## Instructions to follow
Pick every line out of the entries below that has the string "HashSet", and copy it.

═════ Data provided ═════

//! The per-agent loop: alternate model calls and tool rounds until a final
//! response.
//!
//! Each iteration folds the `before_model` chain, calls the model (unless
//! short-circuited), folds `after_model`, yields the response event, fans
//! out any function calls, and yields the merged tool-results event. The
//! loop ends on a final response, escalate, transfer, error, cancellation,
//! or the iteration limit.

mod tool_exec;

pub(crate) use tool_exec::execute_tool_round;

use crate::agents::{callback_event, resolve_after_agent, resolve_before_agent, LlmAgent};
use crate::control::{await_controlled, Controlled};
use async_stream::stream;
use arbor_contract::{
    Agent, CallbackContext, Content, Event, EventStream, FunctionCall, FunctionDeclaration,
    InvocationContext, LlmRequest, ModelError, Tool,
};
use std::collections::HashMap;
use std::sync::Arc;
use tracing::Instrument;

/// How an agent's loop ended. Only normal completions run the AFTER
/// boundary; transfers and escalations hand control elsewhere.
enum FlowEnd {
    Completed,
    Transferred,
    Escalated,
    Errored,
    Cancelled,
    Ended,
    IterationLimit,
}

fn stamp(ctx: &InvocationContext, event: Event) -> Event {
    event
        .with_invocation(ctx.invocation_id.clone())
        .with_branch(ctx.branch.clone())
}

/// Project committed session events into model-visible conversation turns.
fn project_conversation(ctx: &InvocationContext) -> Vec<Content> {
    ctx.session
        .events
        .iter()
        .filter(|e| !e.partial)
        .filter_map(|e| e.content.clone())
        .collect()
}

/// Static tools concatenated with each toolset's contribution. A failing
/// toolset degrades to nothing and never aborts the turn.
async fn compose_catalog(agent: &LlmAgent, ctx: &InvocationContext) -> Vec<Arc<dyn Tool>> {
    let mut tools = agent.tools.clone();
    for toolset in &agent.toolsets {
        match toolset.tools(ctx).await {
            Ok(mut contributed) => tools.append(&mut contributed),
            Err(err) => tracing::warn!(
                toolset = %toolset.name(),
                error = %err,
                "toolset failed to resolve; continuing without its tools"
            ),
        }
    }
    tools
}

pub(crate) fn run_flow(agent: Arc<LlmAgent>, ctx: InvocationContext) -> EventStream {
    Box::pin(stream! {
        let agent_name = agent.name().to_string();
        let chain = ctx.plugins.clone();

        let mut before_ctx = CallbackContext::new(ctx.clone());
        if let Some(content) =
            resolve_before_agent(&*agent, &agent.before_callbacks, &mut before_ctx).await
        {
            yield callback_event(&agent_name, &mut before_ctx, content);
            return;
        }
        // Writes made by pass-through BEFORE callbacks ride the first
        // committed event of the loop.
        let mut carried_actions = before_ctx.take_actions();

        let tools = compose_catalog(&agent, &ctx).await;
        let declarations: Vec<FunctionDeclaration> =
            tools.iter().map(|t| t.declaration()).collect();
        let catalog: HashMap<String, Arc<dyn Tool>> = tools
            .iter()
            .map(|t| (t.declaration().name, t.clone()))
            .collect();

        let mut conversation = project_conversation(&ctx);

        let mut iterations = 0usize;
        let end = loop {
            if ctx.is_cancelled() {
                break FlowEnd::Cancelled;
            }
            if iterations >= ctx.run_config.max_iterations {
                break FlowEnd::IterationLimit;
            }
            iterations += 1;

            let mut request = LlmRequest {
                system_instruction: (!agent.instruction.is_empty())
                    .then(|| agent.instruction.clone()),
                contents: conversation.clone(),
                tools: declarations.clone(),
            };
            let mut model_ctx = CallbackContext::new(ctx.clone());
            model_ctx.actions = std::mem::take(&mut carried_actions);

            let response = match chain.before_model(&mut model_ctx, &mut request).await {
                Some(short_circuited) => short_circuited,
                None => {
                    let span = tracing::info_span!(
                        "llm_generate",
                        agent = %agent_name,
                        model = %agent.model.name(),
                    );
                    let controlled = await_controlled(
                        &ctx.run_config.cancellation,
                        ctx.run_config.model_timeout,
                        agent.model.generate_content(request),
                    );
                    let result = match controlled.instrument(span).await {
                        Controlled::Value(result) => result,
                        Controlled::Cancelled => break FlowEnd::Cancelled,
                        Controlled::TimedOut(ms) => Err(ModelError::Timeout(ms)),
                    };
                    match result {
                        Ok(response) => response,
                        Err(err) => match chain.on_model_error(&mut model_ctx, &err).await {
                            Some(recovered) => recovered,
                            None => {
                                yield stamp(
                                    &ctx,
                                    Event::error(&agent_name, "model_error", err.to_string()),
                                );
                                break FlowEnd::Errored;
                            }
                        },
                    }
                }
            };
            let response = match chain.after_model(&mut model_ctx, &response).await {
                Some(replaced) => replaced,
                None => response,
            };

            let mut event = stamp(&ctx, Event::from_llm_response(&agent_name, response));
            let calls: Vec<FunctionCall> =
                event.function_calls().into_iter().cloned().collect();
            if calls.is_empty() {
                // No tool round to carry them, so the model-boundary buffer
                // attaches to the response event itself.
                event.actions = model_ctx.take_actions();
            }
            if !event.partial {
                if let Some(content) = &event.content {
                    conversation.push(content.clone());
                }
            }
            let response_is_final = event.is_final_response();
            yield event;
            if ctx.is_ended() {
                break FlowEnd::Ended;
            }

            if calls.is_empty() {
                if response_is_final {
                    break FlowEnd::Completed;
                }
                // Partial placeholder; keep the loop going.
                continue;
            }

            let tool_event = execute_tool_round(
                &agent_name,
                &ctx,
                &catalog,
                &calls,
                model_ctx.take_actions(),
            )
            .await;
            if let Some(content) = &tool_event.content {
                conversation.push(content.clone());
            }
            let transferred = tool_event.actions.transfer_to_agent.is_some();
            let escalated = tool_event.actions.escalate;
            let results_are_final = tool_event.is_final_response();
            yield tool_event;

            if transferred {
                break FlowEnd::Transferred;
            }
            if escalated {
                break FlowEnd::Escalated;
            }
            if results_are_final {
                break FlowEnd::Completed;
            }
            if ctx.is_ended() {
                break FlowEnd::Ended;
            }
        };

        if matches!(end, FlowEnd::IterationLimit) {
            yield stamp(
                &ctx,
                Event::error(
                    &agent_name,
                    "iteration_limit",
                    format!(
                        "agent '{agent_name}' exceeded {} model iterations",
                        ctx.run_config.max_iterations
                    ),
                ),
            );
        }

        match end {
            FlowEnd::Completed | FlowEnd::IterationLimit => {
                let mut after_ctx = CallbackContext::new(ctx.clone());
                if let Some(content) =
                    resolve_after_agent(&*agent, &agent.after_callbacks, &mut after_ctx).await
                {
                    yield callback_event(&agent_name, &mut after_ctx, content);
                }
            }
            FlowEnd::Transferred
            | FlowEnd::Escalated
            | FlowEnd::Errored
            | FlowEnd::Cancelled
            | FlowEnd::Ended => {}
        }
    })
}
//! The runner: owns the user-message → event-stream turn.

use async_stream::stream;
use arbor_contract::{
    find_agent, validate_unique_names, Agent, AgentTreeError, ArtifactService, Content, Event,
    EventStream, InvocationContext, MemoryService, Plugin, PluginChain, PluginChainError,
    RunConfig, SessionService, SessionServiceError,
};
use futures::StreamExt;
use std::sync::Arc;
use thiserror::Error;

/// Author stamped on the committed copy of the incoming user message.
const USER_AUTHOR: &str = "user";

/// Runner construction and session resolution failures.
#[derive(Debug, Error)]
pub enum RunnerError {
    #[error(transparent)]
    Session(#[from] SessionServiceError),

    #[error(transparent)]
    Plugins(#[from] PluginChainError),

    #[error(transparent)]
    Tree(#[from] AgentTreeError),
}

/// Drives one turn at a time: commits the user message, folds the runner
/// plugin hooks, streams the current agent, and handles transfer and
/// escalation. Every non-partial event is committed to the session before
/// it is yielded, so subscribers never observe an event the session does
/// not yet contain.
pub struct Runner {
    app_name: String,
    root_agent: Arc<dyn Agent>,
    session_service: Arc<dyn SessionService>,
    artifact_service: Option<Arc<dyn ArtifactService>>,
    memory_service: Option<Arc<dyn MemoryService>>,
    plugins: Arc<PluginChain>,
}

impl std::fmt::Debug for Runner {
    fn fmt(&self, f: &mut std::fmt::Formatter<'_>) -> std::fmt::Result {
        f.debug_struct("Runner")
            .field("app_name", &self.app_name)
            .field("root_agent", &self.root_agent.name())
            .field("plugins", &self.plugins)
            .finish_non_exhaustive()
    }
}

impl Runner {
    /// Build a runner over an agent tree. Fails on duplicate agent names.
    pub fn new(
        app_name: impl Into<String>,
        root_agent: Arc<dyn Agent>,
        session_service: Arc<dyn SessionService>,
    ) -> Result<Self, RunnerError> {
        validate_unique_names(&root_agent)?;
        Ok(Self {
            app_name: app_name.into(),
            root_agent,
            session_service,
            artifact_service: None,
            memory_service: None,
            plugins: Arc::new(PluginChain::empty()),
        })
    }

    /// Install the plugin chain. Fails on duplicate plugin names.
    pub fn with_plugins(mut self, plugins: Vec<Arc<dyn Plugin>>) -> Result<Self, RunnerError> {
        self.plugins = Arc::new(PluginChain::new(plugins)?);
        Ok(self)
    }

    #[must_use]
    pub fn with_artifact_service(mut self, service: Arc<dyn ArtifactService>) -> Self {
        self.artifact_service = Some(service);
        self
    }

    #[must_use]
    pub fn with_memory_service(mut self, service: Arc<dyn MemoryService>) -> Self {
        self.memory_service = Some(service);
        self
    }

    pub fn app_name(&self) -> &str {
        &self.app_name
    }

    pub fn root_agent(&self) -> &Arc<dyn Agent> {
        &self.root_agent
    }

    /// Run one turn with default per-turn configuration.
    pub async fn run(
        &self,
        user_id: &str,
        session_id: &str,
        new_message: Content,
    ) -> Result<EventStream, RunnerError> {
        self.run_with_config(user_id, session_id, new_message, RunConfig::default())
            .await
    }

    /// Run one turn. The session must already exist — creation is an
    /// explicit `SessionService::create_session` call.
    pub async fn run_with_config(
        &self,
        user_id: &str,
        session_id: &str,
        new_message: Content,
        run_config: RunConfig,
    ) -> Result<EventStream, RunnerError> {
        let session = self
            .session_service
            .get_session(&self.app_name, user_id, session_id, None)
            .await?;

        let root = self.root_agent.clone();
        let session_service = self.session_service.clone();
        let artifact_service = self.artifact_service.clone();
        let memory_service = self.memory_service.clone();
        let plugins = self.plugins.clone();

        Ok(Box::pin(stream! {
            let mut base_ctx = InvocationContext::new(
                root.clone(),
                session,
                session_service.clone(),
            )
            .with_run_config(run_config)
            .with_plugins(plugins.clone());
            if let Some(service) = artifact_service {
                base_ctx = base_ctx.with_artifact_service(service);
            }
            if let Some(service) = memory_service {
                base_ctx = base_ctx.with_memory_service(service);
            }

            let content = plugins
                .on_user_message(&base_ctx, &new_message)
                .await
                .unwrap_or(new_message);
            let mut base_ctx = base_ctx.with_user_content(content.clone());
            let invocation_id = base_ctx.invocation_id.clone();
            tracing::debug!(invocation_id = %invocation_id, agent = %root.name(), "turn start");

            let mut session = base_ctx.session.clone();
            let user_event = Event::new(USER_AUTHOR)
                .with_content(content)
                .with_invocation(invocation_id.clone());
            let user_event = match session_service.append_event(&mut session, user_event).await {
                Ok(stamped) => stamped,
                Err(err) => {
                    yield Event::error(root.name(), "session_error", err.to_string());
                    return;
                }
            };
            base_ctx = base_ctx.with_session(session.clone());
            yield user_event;

            if let Some(content) = plugins.before_run(&base_ctx).await {
                let event = Event::new(root.name())
                    .with_content(content)
                    .with_invocation(invocation_id.clone());
                match session_service.append_event(&mut session, event).await {
                    Ok(stamped) => yield stamped,
                    Err(err) => {
                        yield Event::error(root.name(), "session_error", err.to_string());
                    }
                }
                plugins.after_run(&base_ctx).await;
                return;
            }

            let mut current = root.clone();
            'agents: loop {
                let agent_ctx = base_ctx
                    .clone()
                    .with_agent(current.clone())
                    .with_session(session.clone());
                let mut events = current.clone().run(agent_ctx);
                let mut next_agent: Option<Arc<dyn Agent>> = None;

                while let Some(event) = events.next().await {
                    let event = plugins.on_event(&base_ctx, &event).await.unwrap_or(event);
                    let committed = if event.partial {
                        event
                    } else {
                        match session_service.append_event(&mut session, event).await {
                            Ok(stamped) => stamped,
                            Err(err) => {
                                yield Event::error(
                                    current.name(),
                                    "session_error",
                                    err.to_string(),
                                );
                                break 'agents;
                            }
                        }
                    };
                    let transfer = committed.actions.transfer_to_agent.clone();
                    let escalated = committed.actions.escalate;
                    yield committed;

                    if let Some(target) = transfer {
                        // Targets resolve from the root, not the current
                        // agent, so siblings and ancestors are reachable.
                        match find_agent(&root, &target) {
                            Some(found) => {
                                next_agent = Some(found);
                                break;
                            }
                            None => {
                                let error_event = Event::error(
                                    current.name(),
                                    "transfer_target_missing",
                                    format!("transfer target not in agent tree: {target}"),
                                )
                                .with_invocation(invocation_id.clone());
                                match session_service
                                    .append_event(&mut session, error_event)
                                    .await
                                {
                                    Ok(stamped) => yield stamped,
                                    Err(err) => {
                                        yield Event::error(
                                            current.name(),
                                            "session_error",
                                            err.to_string(),
                                        );
                                    }
                                }
                                break 'agents;
                            }
                        }
                    }
                    if escalated {
                        break 'agents;
                    }
                }

                match next_agent {
                    Some(agent) => {
                        tracing::debug!(
                            from = %current.name(),
                            to = %agent.name(),
                            "agent transfer"
                        );
                        current = agent;
                    }
                    None => break 'agents,
                }
            }

            plugins.after_run(&base_ctx).await;
        }))
    }
}
//! Agent capability contract and tree utilities.

use crate::context::InvocationContext;
use crate::event::Event;
use futures::Stream;
use std::collections::HashMap;
use std::pin::Pin;
use std::sync::Arc;
use thiserror::Error;

/// Lazy event sequence produced by one agent run. Pull-based: dropping the
/// stream cancels in-flight work at the next suspension point.
pub type EventStream = Pin<Box<dyn Stream<Item = Event> + Send>>;

/// Agent tree validation errors.
#[derive(Debug, Clone, Error)]
pub enum AgentTreeError {
    #[error("duplicate agent name in tree: {0}")]
    DuplicateName(String),
}

/// The polymorphic agent capability. Fixed kinds (LLM, custom, workflow)
/// and user extensions all compose through this interface.
pub trait Agent: Send + Sync {
    /// Unique name within the agent tree.
    fn name(&self) -> &str;

    fn description(&self) -> &str {
        ""
    }

    fn sub_agents(&self) -> &[Arc<dyn Agent>] {
        &[]
    }

    /// Drive one invocation, yielding events lazily. The context is a
    /// copy-on-write snapshot owned by this run.
    fn run(self: Arc<Self>, ctx: InvocationContext) -> EventStream;
}

/// Depth-first search for an agent by name, including the root itself.
pub fn find_agent(root: &Arc<dyn Agent>, name: &str) -> Option<Arc<dyn Agent>> {
    if root.name() == name {
        return Some(root.clone());
    }
    for child in root.sub_agents() {
        if let Some(found) = find_agent(child, name) {
            return Some(found);
        }
    }
    None
}

/// Map every descendant's name to its parent. The root has no entry.
pub fn build_parent_map(root: &Arc<dyn Agent>) -> HashMap<String, Arc<dyn Agent>> {
    let mut map = HashMap::new();
    let mut stack = vec![root.clone()];
    while let Some(agent) = stack.pop() {
        for child in agent.sub_agents() {
            map.insert(child.name().to_string(), agent.clone());
            stack.push(child.clone());
        }
    }
    map
}

/// Reject trees with duplicate agent names; the first duplicate found in
/// DFS order short-circuits.
pub fn validate_unique_names(root: &Arc<dyn Agent>) -> Result<(), AgentTreeError> {
    fn walk(
        agent: &Arc<dyn Agent>,
        seen: &mut std::collections::HashSet<String>,
    ) -> Result<(), AgentTreeError> {
        if !seen.insert(agent.name().to_string()) {
            return Err(AgentTreeError::DuplicateName(agent.name().to_string()));
        }
        for child in agent.sub_agents() {
            walk(child, seen)?;
        }
        Ok(())
    }
    walk(root, &mut std::collections::HashSet::new())
}
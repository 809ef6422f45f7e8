use itertools::Itertools;
use watch_wrapped::{
    filter::{RankingMode, YearSelection},
    report::{Dashboard, Report},
    stats::MINUTES_PER_VIDEO,
};

use crate::charts;

pub fn render_page(report: &Report) -> String {
    let (year_links, content) = match report {
        Report::SourceUnavailable { message, .. } => (
            String::new(),
            format!(r#"<p class="notice error">{}</p>"#, html_escape(message)),
        ),
        Report::NoData {
            year,
            year_options,
            message,
        } => (
            year_links(year_options, *year, RankingMode::default()),
            format!(r#"<p class="notice warning">{}</p>"#, html_escape(message)),
        ),
        Report::Dashboard(dashboard) => (
            year_links(
                dashboard.year_options(),
                dashboard.filter().year,
                dashboard.filter().mode,
            ),
            render_dashboard(dashboard),
        ),
    };
    format!(
        include_str!("dashboard_template.html"),
        year_links = year_links,
        content = content,
    )
}

fn render_dashboard(dashboard: &Dashboard) -> String {
    let stats = dashboard.stats();
    let filter = dashboard.filter();
    let label = dashboard.metric_label();

    let modes = [RankingMode::TotalViews, RankingMode::UniqueVideos]
        .into_iter()
        .map(|mode| {
            let text = match mode {
                RankingMode::TotalViews => "Total Views (Includes Re-watches)",
                RankingMode::UniqueVideos => "Unique Videos (Ignores Re-watches)",
            };
            format!(
                r#"<a href="{}"{}>{text}</a>"#,
                href(filter.year, mode),
                selected(mode == filter.mode),
            )
        })
        .join("");

    let metrics = [
        (label.to_owned(), stats.filtered_count().to_string()),
        ("Top Channel".to_owned(), stats.top_channel_label().to_owned()),
        (
            format!("Est. Hours ({MINUTES_PER_VIDEO}m avg)"),
            format!("{} hrs", stats.estimated_hours()),
        ),
    ]
    .iter()
    .map(|(label, value)| {
        format!(
            r#"<div class="metric"><div class="label">{}</div><div class="value">{}</div></div>"#,
            html_escape(label),
            html_escape(value),
        )
    })
    .join("");

    let top_channels = stats
        .top_channels()
        .iter()
        .map(|x| (x.channel.to_string(), x.count))
        .collect_vec();
    let monthly = stats
        .monthly_counts()
        .map(|(month, count)| (month.to_string(), count))
        .collect_vec();

    format!(
        concat!(
            r#"<h2>{heading}</h2>"#,
            r#"<div class="modes">Ranking Logic: {modes}</div>"#,
            r#"<div class="metrics">{metrics}</div>"#,
            r#"<h3>Top Channels ({label})</h3>{top_channels}"#,
            r#"<h3>Viewing Heatmap</h3>"#,
            r#"<p class="caption">When you watched YouTube in {year}</p>{heatmap}"#,
            r#"<h3>Activity by Month</h3>{monthly}"#,
        ),
        heading = html_escape(dashboard.heading()),
        modes = modes,
        metrics = metrics,
        label = label,
        year = filter.year,
        top_channels = charts::horizontal_bars(&top_channels),
        heatmap = charts::heatmap(stats.heatmap()),
        monthly = charts::vertical_bars(&monthly),
    )
}

fn year_links(options: &[YearSelection], current: YearSelection, mode: RankingMode) -> String {
    options
        .iter()
        .map(|&year| {
            format!(
                r#"<li><a href="{}"{}>{year}</a></li>"#,
                href(year, mode),
                selected(year == current),
            )
        })
        .join("")
}

fn href(year: YearSelection, mode: RankingMode) -> String {
    let year = match year {
        YearSelection::AllTime => "all".to_owned(),
        YearSelection::Year(year) => year.to_string(),
    };
    let mode = match mode {
        RankingMode::TotalViews => "total",
        RankingMode::UniqueVideos => "unique",
    };
    format!("/?year={year}&amp;mode={mode}")
}

fn selected(yes: bool) -> &'static str {
    if yes {
        r#" class="selected""#
    } else {
        ""
    }
}

fn html_escape(s: &str) -> String {
    s.replace('&', "&amp;")
        .replace('<', "&lt;")
        .replace('>', "&gt;")
        .replace('"', "&quot;")
        .replace('\'', "&#39;")
}
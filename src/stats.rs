use enum_map::EnumMap;
use getset::{CopyGetters, Getters};
use hashbrown::HashSet;
use indexmap::IndexMap;
use itertools::Itertools;
use serde::Serialize;
use thiserror::Error;

use crate::{
    filter::{FilterState, RankingMode, YearSelection},
    schema::ChannelName,
    table::{Month, WatchEventTable, WatchRow, Weekday},
};

/// There is no duration in the export, so every video is assumed to take this long.
pub const MINUTES_PER_VIDEO: usize = 10;
pub const TOP_CHANNEL_LIMIT: usize = 10;
pub const HOURS_PER_DAY: usize = 24;

/// The selected year has no events at all. This is not a load failure.
#[derive(Clone, Copy, PartialEq, Eq, Debug, Error)]
#[error("No videos found for {year}.")]
pub struct EmptyFilterResult {
    pub year: YearSelection,
}

#[derive(Clone, PartialEq, Eq, Debug, Getters, CopyGetters, Serialize)]
pub struct WatchStats {
    #[getset(get_copy = "pub")]
    filtered_count: usize,
    #[getset(get = "pub")]
    top_channel: Option<ChannelName>,
    #[getset(get_copy = "pub")]
    estimated_hours: usize,
    #[getset(get = "pub")]
    top_channels: Vec<ChannelCount>,
    #[getset(get = "pub")]
    heatmap: Heatmap,
    #[getset(get = "pub")]
    monthly: EnumMap<Month, usize>,
}

#[derive(Clone, PartialEq, Eq, Debug, Serialize)]
pub struct ChannelCount {
    pub channel: ChannelName,
    pub count: usize,
}

/// Watch counts for every weekday and hour, including the empty cells.
#[derive(Clone, PartialEq, Eq, Debug, Default, Serialize)]
#[serde(transparent)]
pub struct Heatmap(EnumMap<Weekday, [usize; HOURS_PER_DAY]>);

impl Heatmap {
    pub fn get(&self, weekday: Weekday, hour: usize) -> usize {
        self.0[weekday][hour]
    }

    pub fn row(&self, weekday: Weekday) -> &[usize; HOURS_PER_DAY] {
        &self.0[weekday]
    }

    pub fn cells(&self) -> impl Iterator<Item = (Weekday, usize, usize)> + '_ {
        self.0.iter().flat_map(|(weekday, hours)| {
            hours
                .iter()
                .enumerate()
                .map(move |(hour, &count)| (weekday, hour, count))
        })
    }

    pub fn max(&self) -> usize {
        self.cells().map(|(_, _, count)| count).max().unwrap_or(0)
    }
}

impl WatchStats {
    /// `top_channel` formatted for display, `-` when nothing was watched.
    pub fn top_channel_label(&self) -> &str {
        self.top_channel
            .as_ref()
            .map_or("-", |channel| AsRef::<str>::as_ref(channel))
    }

    pub fn monthly_counts(&self) -> impl Iterator<Item = (Month, usize)> + '_ {
        self.monthly.iter().map(|(month, &count)| (month, count))
    }

    pub fn from_rows(rows: &[&WatchRow]) -> Self {
        let mut channels = IndexMap::<&ChannelName, usize>::new();
        let mut heatmap = Heatmap::default();
        let mut monthly = EnumMap::<Month, usize>::default();
        for row in rows {
            *channels.entry(row.event().channel()).or_default() += 1;
            heatmap.0[row.weekday()][row.hour() as usize] += 1;
            monthly[row.month()] += 1;
        }
        // Stable sort keeps first-encountered order among equal counts.
        let ranked = channels
            .into_iter()
            .sorted_by(|x, y| y.1.cmp(&x.1))
            .map(|(channel, count)| ChannelCount {
                channel: channel.clone(),
                count,
            })
            .collect_vec();
        Self {
            filtered_count: rows.len(),
            top_channel: ranked.first().map(|x| x.channel.clone()),
            estimated_hours: estimated_hours(rows.len()),
            top_channels: ranked.into_iter().take(TOP_CHANNEL_LIMIT).collect(),
            heatmap,
            monthly,
        }
    }
}

pub fn estimated_hours(count: usize) -> usize {
    count * MINUTES_PER_VIDEO / 60
}

pub fn filter_by_year(rows: &[WatchRow], year: YearSelection) -> Vec<&WatchRow> {
    rows.iter().filter(|row| year.matches(row.year())).collect()
}

/// Keeps the first row of every `(title, channel)` pair, in order.
pub fn unique_videos<'a, I>(rows: I) -> Vec<&'a WatchRow>
where
    I: IntoIterator<Item = &'a WatchRow>,
{
    let mut seen = HashSet::new();
    rows.into_iter()
        .filter(|&row| seen.insert((row.event().title(), row.event().channel())))
        .collect()
}

pub fn aggregate(
    table: &WatchEventTable,
    filter: FilterState,
) -> Result<WatchStats, EmptyFilterResult> {
    let by_year = filter_by_year(table, filter.year);
    if by_year.is_empty() {
        return Err(EmptyFilterResult { year: filter.year });
    }
    let rows = match filter.mode {
        RankingMode::TotalViews => by_year,
        RankingMode::UniqueVideos => unique_videos(by_year),
    };
    Ok(WatchStats::from_rows(&rows))
}
use std::{fmt::Write, path::PathBuf};

use anyhow::Context;
use clap::Parser;
use itertools::Itertools;
use num_format::{Locale, ToFormattedString};
use watch_wrapped::{
    filter::{FilterState, RankingMode, YearSelection},
    loader::{HistoryCache, DEFAULT_HISTORY_PATH},
    report::{build_report, Dashboard, Report},
    stats::{HOURS_PER_DAY, MINUTES_PER_VIDEO},
    table::Weekday,
};

#[derive(Parser)]
struct Opts {
    #[arg(default_value = DEFAULT_HISTORY_PATH)]
    history_file: PathBuf,
    /// A year such as 2024, or "all".
    #[arg(long, default_value = "all")]
    year: YearSelection,
    #[arg(long, value_enum, default_value_t)]
    mode: RankingMode,
    /// Print the report as JSON instead of text.
    #[arg(long)]
    json: bool,
}

fn main() -> anyhow::Result<()> {
    pretty_env_logger::init();

    let opts = Opts::parse();
    let filter = FilterState::builder()
        .year(opts.year)
        .mode(opts.mode)
        .build();

    let mut cache = HistoryCache::new();
    let history = cache.get_or_load(&opts.history_file);
    let report = build_report(&opts.history_file, history.as_deref(), filter);

    if opts.json {
        println!(
            "{}",
            serde_json::to_string_pretty(&report).context("While serializing the report")?
        );
    } else {
        print!("{}", render_text(&report)?);
    }
    Ok(())
}

fn render_text(report: &Report) -> anyhow::Result<String> {
    let mut out = String::new();
    match report {
        Report::SourceUnavailable { message, .. } => writeln!(out, "{message}")?,
        Report::NoData {
            year_options,
            message,
            ..
        } => {
            writeln!(out, "Years: {}", year_options.iter().join(" | "))?;
            writeln!(out, "{message}")?;
        }
        Report::Dashboard(dashboard) => render_dashboard(&mut out, dashboard)?,
    }
    Ok(out)
}

fn render_dashboard(out: &mut String, dashboard: &Dashboard) -> std::fmt::Result {
    let stats = dashboard.stats();
    let label = dashboard.metric_label();

    writeln!(out, "{}", dashboard.heading())?;
    writeln!(out, "Years: {}", dashboard.year_options().iter().join(" | "))?;
    writeln!(out)?;

    let hours_label = format!("Est. Hours ({MINUTES_PER_VIDEO}m avg)");
    writeln!(out, "{label:<20}{:<32}{hours_label}", "Top Channel")?;
    writeln!(
        out,
        "{:<20}{:<32}{} hrs",
        stats.filtered_count().to_formatted_string(&Locale::en),
        stats.top_channel_label(),
        stats.estimated_hours().to_formatted_string(&Locale::en),
    )?;
    writeln!(out)?;

    writeln!(out, "Top Channels ({label})")?;
    let width = stats
        .top_channels()
        .iter()
        .map(|x| x.channel.to_string().chars().count())
        .max()
        .unwrap_or(0);
    for (rank, entry) in stats.top_channels().iter().enumerate() {
        writeln!(
            out,
            "{:>3}. {:<width$}  {:>6}",
            rank + 1,
            entry.channel.to_string(),
            entry.count.to_formatted_string(&Locale::en),
        )?;
    }
    writeln!(out)?;

    writeln!(out, "Viewing Heatmap")?;
    writeln!(
        out,
        "{:<10}{}",
        "",
        (0..HOURS_PER_DAY).map(|h| format!("{h:>4}")).join("")
    )?;
    for weekday in enum_iterator::all::<Weekday>() {
        writeln!(
            out,
            "{:<10}{}",
            weekday.to_string(),
            stats
                .heatmap()
                .row(weekday)
                .iter()
                .map(|&count| match count {
                    0 => format!("{:>4}", "."),
                    _ => format!("{count:>4}"),
                })
                .join("")
        )?;
    }
    writeln!(out)?;

    writeln!(out, "Activity by Month")?;
    let max = stats.monthly_counts().map(|x| x.1).max().unwrap_or(0).max(1);
    for (month, count) in stats.monthly_counts() {
        let bar = "#".repeat((count * 40).div_ceil(max));
        writeln!(out, "{:<10}{count:>6} {bar}", month.to_string())?;
    }
    Ok(())
}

═════

## Answer below
        seen: &mut std::collections::HashSet<String>,
    walk(root, &mut std::collections::HashSet::new())
use hashbrown::HashSet;
    let mut seen = HashSet::new();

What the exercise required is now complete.